"""

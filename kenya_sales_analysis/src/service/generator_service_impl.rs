use crate::common::*;

use crate::model::{
    catalog::{product_price::*, sales_catalog::*},
    configs::generator_config::*,
    sales::{sales_dataset::*, sales_record::*},
};

use crate::traits::service_traits::generator_service::*;

use crate::utils_modules::time_utils::*;

#[derive(Debug, Clone, Getters, new)]
#[getset(get = "pub")]
pub struct GeneratorServiceImpl {
    generator_config: GeneratorConfig,
    catalog: SalesCatalog,
}

impl GeneratorServiceImpl {
    #[doc = "Draws `count` values uniformly from `values`, one after another."]
    fn sample_column<'a, T>(
        rng: &mut StdRng,
        values: &'a [T],
        count: usize,
        column: &str,
    ) -> anyhow::Result<Vec<&'a T>> {
        (0..count)
            .map(|_| {
                values.choose(&mut *rng).ok_or_else(|| {
                    anyhow!(
                        "[GeneratorServiceImpl->sample_column] No values to draw '{}' from",
                        column
                    )
                })
            })
            .collect()
    }

    #[doc = "Uniform draw from the inclusive price range, rounded to the nearest unit (ties to even)."]
    fn sample_unit_price(rng: &mut StdRng, product: &ProductPrice) -> i64 {
        let min_price: f64 = product.min_price as f64;
        let max_price: f64 = product.max_price as f64;
        let raw: f64 = rng.gen_range(min_price..=max_price);

        (raw.round_ties_even() as i64).clamp(product.min_price, product.max_price)
    }
}

impl GeneratorService for GeneratorServiceImpl {
    fn generate_sales_dataset(&self) -> anyhow::Result<SalesDataset> {
        self.generator_config.validate()?;
        self.catalog.validate()?;

        let record_count: usize = self.generator_config.record_count;
        let mut rng: StdRng = StdRng::seed_from_u64(self.generator_config.seed);

        /* 1. Dates: start_date + i days */
        let dates: Vec<NaiveDate> = (0..record_count as u64)
            .map(|offset| add_days(self.generator_config.start_date, offset))
            .collect::<anyhow::Result<_>>()?;

        /* 2. Categorical columns and quantities, one column at a time */
        let products: Vec<&ProductPrice> =
            Self::sample_column(&mut rng, &self.catalog.products, record_count, "product")?;
        let regions: Vec<&String> =
            Self::sample_column(&mut rng, &self.catalog.regions, record_count, "region")?;
        let store_types: Vec<&String> =
            Self::sample_column(&mut rng, &self.catalog.store_types, record_count, "store_type")?;
        let payment_methods: Vec<&String> = Self::sample_column(
            &mut rng,
            &self.catalog.payment_methods,
            record_count,
            "payment_method",
        )?;
        let quantities: Vec<i64> = (0..record_count).map(|_| rng.gen_range(1..20)).collect();

        /* 3. Unit prices from each row's product range */
        let unit_prices: Vec<i64> = products
            .iter()
            .map(|product| Self::sample_unit_price(&mut rng, product))
            .collect();

        /* 4. Assemble rows */
        let mut records: Vec<SalesRecord> = Vec::with_capacity(record_count);

        for i in 0..record_count {
            let total_sales: i64 = quantities[i].checked_mul(unit_prices[i]).ok_or_else(|| {
                anyhow!(
                    "[GeneratorServiceImpl->generate_sales_dataset] total_sales overflow at row {}",
                    i
                )
            })?;

            records.push(SalesRecord::new(
                dates[i],
                products[i].name.clone(),
                regions[i].clone(),
                store_types[i].clone(),
                payment_methods[i].clone(),
                quantities[i],
                unit_prices[i],
                total_sales,
            ));
        }

        info!(
            "Generated {} sales records (seed={}, start_date={})",
            records.len(),
            self.generator_config.seed,
            self.generator_config.start_date
        );

        Ok(SalesDataset::new(records))
    }
}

"""

### Task prompt
What is the number of lines in the data above that contain the word "GeneratorServiceImpl"? Report the figure only.

### Result for this exercise
5